[Collected data entries]
★ ★ ★ ★ ★ ★ ★

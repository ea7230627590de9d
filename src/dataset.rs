//! Raw molecular datasets: one SMILES string and one label vector per example

use std::{fs::File, io::BufReader, path::Path};

use serde::Deserialize;

use crate::error::{Error, Result};

/// Name of the column holding the SMILES strings in CSV input.
pub const SMILES_COLUMN: &str = "smiles";

/// Identifier columns that are never treated as labels.
const ID_COLUMNS: &[&str] = &["mol_id"];

#[derive(Clone, Debug, Deserialize, PartialEq)]
pub struct RawExample {
    pub smiles: String,
    #[serde(alias = "y")]
    pub label: Vec<f64>,
}

impl RawExample {
    pub fn new(smiles: impl Into<String>, label: Vec<f64>) -> Self {
        Self {
            smiles: smiles.into(),
            label,
        }
    }
}

/// An ordered sequence of examples whose labels all share one dimension.
#[derive(Clone, Debug, Default, PartialEq)]
pub struct Dataset {
    examples: Vec<RawExample>,
    dim: usize,
}

impl Dataset {
    /// Validate `examples` and wrap them. Every SMILES must be non-empty and
    /// every label must have the same length as the first one.
    pub fn new(examples: Vec<RawExample>) -> Result<Self> {
        let dim = examples.first().map_or(0, |e| e.label.len());
        for (index, ex) in examples.iter().enumerate() {
            if ex.smiles.trim().is_empty() {
                return Err(Error::InvalidExample {
                    index,
                    reason: "empty SMILES string".to_owned(),
                });
            }
            if ex.label.len() != dim {
                return Err(Error::LabelDimension {
                    index,
                    expected: dim,
                    found: ex.label.len(),
                });
            }
        }
        Ok(Self { examples, dim })
    }

    /// Load a dataset from `path`, dispatching on the file extension.
    ///
    /// `label_columns` selects the label columns of a CSV file. When it is
    /// `None` every column other than the SMILES and id columns is a label.
    /// It is ignored for JSON input.
    pub fn load(
        path: impl AsRef<Path>,
        label_columns: Option<&[String]>,
    ) -> Result<Self> {
        let path = path.as_ref();
        let ext = path
            .extension()
            .and_then(|e| e.to_str())
            .unwrap_or("")
            .to_ascii_lowercase();
        let examples = match ext.as_str() {
            "json" => load_json(path)?,
            "csv" => load_csv(path, label_columns)?,
            _ => return Err(Error::UnsupportedFormat(path.to_owned())),
        };
        Self::new(examples)
    }

    pub fn examples(&self) -> &[RawExample] {
        &self.examples
    }

    pub fn len(&self) -> usize {
        self.examples.len()
    }

    pub fn is_empty(&self) -> bool {
        self.examples.is_empty()
    }

    /// Dimension of every label vector, 0 for an empty dataset
    pub fn label_dim(&self) -> usize {
        self.dim
    }

    /// The stacked label matrix, one row per example
    pub fn labels(&self) -> impl Iterator<Item = &[f64]> {
        self.examples.iter().map(|e| e.label.as_slice())
    }
}

fn load_json(path: &Path) -> Result<Vec<RawExample>> {
    let f = File::open(path).map_err(|e| Error::io(path, e))?;
    let mut r: Vec<RawExample> = serde_json::from_reader(BufReader::new(f))?;
    for ex in &mut r {
        ex.smiles = ex.smiles.trim().to_owned();
    }
    Ok(r)
}

fn load_csv(
    path: &Path,
    label_columns: Option<&[String]>,
) -> Result<Vec<RawExample>> {
    let f = File::open(path).map_err(|e| Error::io(path, e))?;
    let mut reader = csv::Reader::from_reader(f);
    let headers: Vec<String> =
        reader.headers()?.iter().map(|h| h.trim().to_owned()).collect();

    let smiles_idx = headers
        .iter()
        .position(|h| h.eq_ignore_ascii_case(SMILES_COLUMN))
        .ok_or_else(|| Error::MissingColumn(SMILES_COLUMN.to_owned()))?;

    let label_idx: Vec<usize> = match label_columns {
        Some(cols) => cols
            .iter()
            .map(|c| {
                headers
                    .iter()
                    .position(|h| h == c)
                    .ok_or_else(|| Error::MissingColumn(c.clone()))
            })
            .collect::<Result<_>>()?,
        None => (0..headers.len())
            .filter(|&i| {
                i != smiles_idx && !ID_COLUMNS.contains(&headers[i].as_str())
            })
            .collect(),
    };

    let mut examples = Vec::new();
    for (index, record) in reader.records().enumerate() {
        let record = record?;
        let smiles = record.get(smiles_idx).unwrap_or("").trim().to_owned();
        let label = label_idx
            .iter()
            .map(|&i| {
                let cell = record.get(i).unwrap_or("").trim();
                cell.parse::<f64>().map_err(|_| Error::InvalidExample {
                    index,
                    reason: format!(
                        "column '{}': '{cell}' is not a number",
                        headers[i]
                    ),
                })
            })
            .collect::<Result<Vec<_>>>()?;
        examples.push(RawExample { smiles, label });
    }
    Ok(examples)
}

#[cfg(test)]
mod tests {
    use super::*;

    #[test]
    fn load_csv_default_columns() {
        let ds = Dataset::load("testfiles/small.csv", None).unwrap();
        assert_eq!(ds.len(), 3);
        assert_eq!(ds.label_dim(), 2);
        assert_eq!(ds.examples()[0], RawExample::new("CC", vec![1.0, 10.0]));
        assert_eq!(ds.examples()[2].smiles, "CCO");
    }

    #[test]
    fn load_csv_selected_columns() {
        let cols = vec!["gap".to_owned()];
        let ds = Dataset::load("testfiles/small.csv", Some(cols.as_slice())).unwrap();
        assert_eq!(ds.label_dim(), 1);
        let labels: Vec<_> = ds.labels().map(|l| l[0]).collect();
        assert_eq!(labels, vec![10.0, 20.0, 30.0]);
    }

    #[test]
    fn load_csv_missing_column() {
        let cols = vec!["lumo".to_owned()];
        let err = Dataset::load("testfiles/small.csv", Some(cols.as_slice()))
            .unwrap_err();
        assert!(matches!(err, Error::MissingColumn(c) if c == "lumo"));
    }

    #[test]
    fn load_json() {
        let ds = Dataset::load("testfiles/small.json", None).unwrap();
        assert_eq!(ds.len(), 3);
        assert_eq!(ds.examples()[1].smiles, "invalid!!");
        assert_eq!(ds.examples()[2].label, vec![3.0]);
    }

    #[test]
    fn load_json_trims_smiles() {
        let ds = Dataset::load("testfiles/padded.json", None).unwrap();
        let smiles: Vec<_> = ds.examples().iter().map(|e| e.smiles.as_str()).collect();
        assert_eq!(smiles, vec!["CC", "CCO"]);
    }

    #[test]
    fn missing_files() {
        for path in ["testfiles/nope.csv", "testfiles/nope.json"] {
            let err = Dataset::load(path, None).unwrap_err();
            assert!(matches!(err, Error::Io { .. }), "{path}: {err}");
        }
    }

    #[test]
    fn unsupported_extension() {
        let err = Dataset::load("testfiles/small.txt", None).unwrap_err();
        assert!(matches!(err, Error::UnsupportedFormat(_)));
    }

    #[test]
    fn rejects_ragged_labels() {
        let err = Dataset::new(vec![
            RawExample::new("C", vec![1.0, 2.0]),
            RawExample::new("N", vec![1.0]),
        ])
        .unwrap_err();
        assert!(matches!(
            err,
            Error::LabelDimension {
                index: 1,
                expected: 2,
                found: 1
            }
        ));
    }

    #[test]
    fn rejects_empty_smiles() {
        let err =
            Dataset::new(vec![RawExample::new(" ", vec![1.0])]).unwrap_err();
        assert!(matches!(err, Error::InvalidExample { index: 0, .. }));
    }
}
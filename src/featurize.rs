//! Turning SMILES strings into [MolGraph]s

use thiserror::Error;

use crate::{
    graph::{AtomFeatures, BondFeatures, MolGraph},
    rings::RingInfo,
    smiles::{BondOrder, Molecule, SmilesError},
};

/// Why one molecule could not be featurized. These never abort a pipeline
/// run, the molecule is skipped instead.
#[derive(Clone, Debug, Error, PartialEq)]
pub enum FeaturizationFailure {
    #[error("invalid SMILES: {0}")]
    Parse(#[from] SmilesError),
    #[error("atom {atom} ({symbol}) has {valence} bonds, more than any allowed valence")]
    Valence {
        atom: usize,
        symbol: String,
        valence: usize,
    },
    #[error("{0}")]
    Backend(String),
}

/// Converts a SMILES string into a graph with ring annotations. The returned
/// graph has an empty label.
pub trait Featurizer {
    fn featurize(&self, smiles: &str) -> Result<MolGraph, FeaturizationFailure>;
}

impl<F: Featurizer + ?Sized> Featurizer for Box<F> {
    fn featurize(&self, smiles: &str) -> Result<MolGraph, FeaturizationFailure> {
        (**self).featurize(smiles)
    }
}

impl<F: Featurizer + ?Sized> Featurizer for &F {
    fn featurize(&self, smiles: &str) -> Result<MolGraph, FeaturizationFailure> {
        (**self).featurize(smiles)
    }
}

/// The built-in featurizer, using this crate's SMILES parser and ring
/// perception.
#[derive(Clone, Copy, Debug, Default)]
pub struct SmilesFeaturizer;

impl Featurizer for SmilesFeaturizer {
    fn featurize(&self, smiles: &str) -> Result<MolGraph, FeaturizationFailure> {
        let mol = Molecule::parse(smiles)?;
        featurize_molecule(smiles, &mol)
    }
}

/// Build the graph for an already parsed `mol`. `smiles` is only recorded on
/// the result.
pub fn featurize_molecule(
    smiles: &str,
    mol: &Molecule,
) -> Result<MolGraph, FeaturizationFailure> {
    if mol.atom_count() == 0 {
        return Err(SmilesError::Empty.into());
    }
    let rings = RingInfo::perceive(mol);

    let atoms = mol
        .atoms()
        .enumerate()
        .map(|(i, atom)| -> Result<AtomFeatures, FeaturizationFailure> {
            let num_hs =
                mol.hydrogens(i).ok_or_else(|| FeaturizationFailure::Valence {
                    atom: i,
                    symbol: atom.symbol().to_owned(),
                    valence: mol.explicit_valence(i),
                })?;
            Ok(AtomFeatures {
                atomic_number: atom.atomic_number,
                aromatic: atom.aromatic,
                degree: mol.degree(i),
                formal_charge: atom.charge,
                num_hs,
                chirality: atom.chiral.clone(),
                isotope: atom.isotope,
                in_ring: rings.atom_in_ring(i),
                ring_count: rings.atom_rings[i].len(),
            })
        })
        .collect::<Result<Vec<_>, _>>()?;

    let mut edge_index = Vec::with_capacity(2 * mol.bond_count());
    let mut edges = Vec::with_capacity(2 * mol.bond_count());
    for (i, bond) in mol.bonds().enumerate() {
        let features = BondFeatures {
            order: bond.order,
            aromatic: bond.order == BondOrder::Aromatic,
            in_ring: rings.bond_in_ring[i],
        };
        edge_index.push([bond.atom1, bond.atom2]);
        edge_index.push([bond.atom2, bond.atom1]);
        edges.push(features.clone());
        edges.push(features);
    }

    Ok(MolGraph {
        smiles: smiles.to_owned(),
        atoms,
        edge_index,
        edges,
        circle_index: rings.rings,
        y: Vec::new(),
    })
}

#[cfg(test)]
mod tests {
    use super::*;

    fn featurize(s: &str) -> Result<MolGraph, FeaturizationFailure> {
        SmilesFeaturizer.featurize(s)
    }

    #[test]
    fn ethanol() {
        let got = featurize("CCO").unwrap();
        assert_eq!(got.num_nodes(), 3);
        assert_eq!(got.num_edges(), 4);
        assert_eq!(got.edge_index, vec![[0, 1], [1, 0], [1, 2], [2, 1]]);
        assert_eq!(got.num_rings(), 0);
        let hs: Vec<_> = got.atoms.iter().map(|a| a.num_hs).collect();
        assert_eq!(hs, vec![3, 2, 1]);
        assert!(got.y.is_empty());
        assert_eq!(got.smiles, "CCO");
    }

    #[test]
    fn benzene() {
        let got = featurize("c1ccccc1").unwrap();
        assert_eq!(got.circle_index, vec![vec![0, 1, 2, 3, 4, 5]]);
        assert!(got.atoms.iter().all(|a| a.aromatic && a.num_hs == 1));
        assert!(got.atoms.iter().all(|a| a.in_ring && a.ring_count == 1));
        assert!(got.edges.iter().all(|e| e.aromatic && e.in_ring));
    }

    #[test]
    fn cyclopropanone() {
        let got = featurize("O=C1CC1").unwrap();
        assert_eq!(got.num_rings(), 1);
        assert_eq!(got.circle_index[0].len(), 3);
        assert!(!got.atoms[0].in_ring);
        assert_eq!(got.edges[0].order, BondOrder::Double);
        assert!(!got.edges[0].in_ring);
    }

    #[test]
    fn charged() {
        let got = featurize("[NH4+]").unwrap();
        assert_eq!(got.atoms[0].formal_charge, 1);
        assert_eq!(got.atoms[0].num_hs, 4);
        assert_eq!(got.num_edges(), 0);
    }

    #[test]
    fn failures() {
        assert!(matches!(
            featurize("invalid!!"),
            Err(FeaturizationFailure::Parse(_))
        ));
        assert!(matches!(
            featurize("[CH99999999999999999999999999]"),
            Err(FeaturizationFailure::Parse(SmilesError::InvalidBracket { .. }))
        ));
        assert_eq!(
            featurize("CC(C)(C)(C)C"),
            Err(FeaturizationFailure::Valence {
                atom: 1,
                symbol: "C".to_owned(),
                valence: 5,
            })
        );
    }

    #[test]
    fn deterministic() {
        let s = "CC1=CC2=C(C=C1)N=C(N2)C1CC1";
        assert_eq!(featurize(s).unwrap(), featurize(s).unwrap());
    }
}
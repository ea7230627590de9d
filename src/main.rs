use anyhow::Context;
use circlegraph::{run, Config};

fn main() -> anyhow::Result<()> {
    env_logger::Builder::from_env(env_logger::Env::default().default_filter_or("info"))
        .init();

    // an optional json config file is the only argument
    let config = match std::env::args().nth(1) {
        Some(path) => Config::load(&path)
            .with_context(|| format!("loading config from {path}"))?,
        None => Config::default(),
    };

    let report = run(&config)
        .with_context(|| format!("preprocessing {}", config.input.display()))?;

    println!(
        "{} graphs written to {}, {} examples skipped",
        report.processed,
        report.output.display(),
        report.skipped.len()
    );
    Ok(())
}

★ ★ ★ ★ ★ ★ ★

■ **Assignment**
Every line that contains the string "cols" should be returned from the data.

■ **Task answer**
        Some(cols) => cols
        let cols = vec!["gap".to_owned()];
        let ds = Dataset::load("testfiles/small.csv", Some(cols.as_slice())).unwrap();
        let cols = vec!["lumo".to_owned()];
        let err = Dataset::load("testfiles/small.csv", Some(cols.as_slice()))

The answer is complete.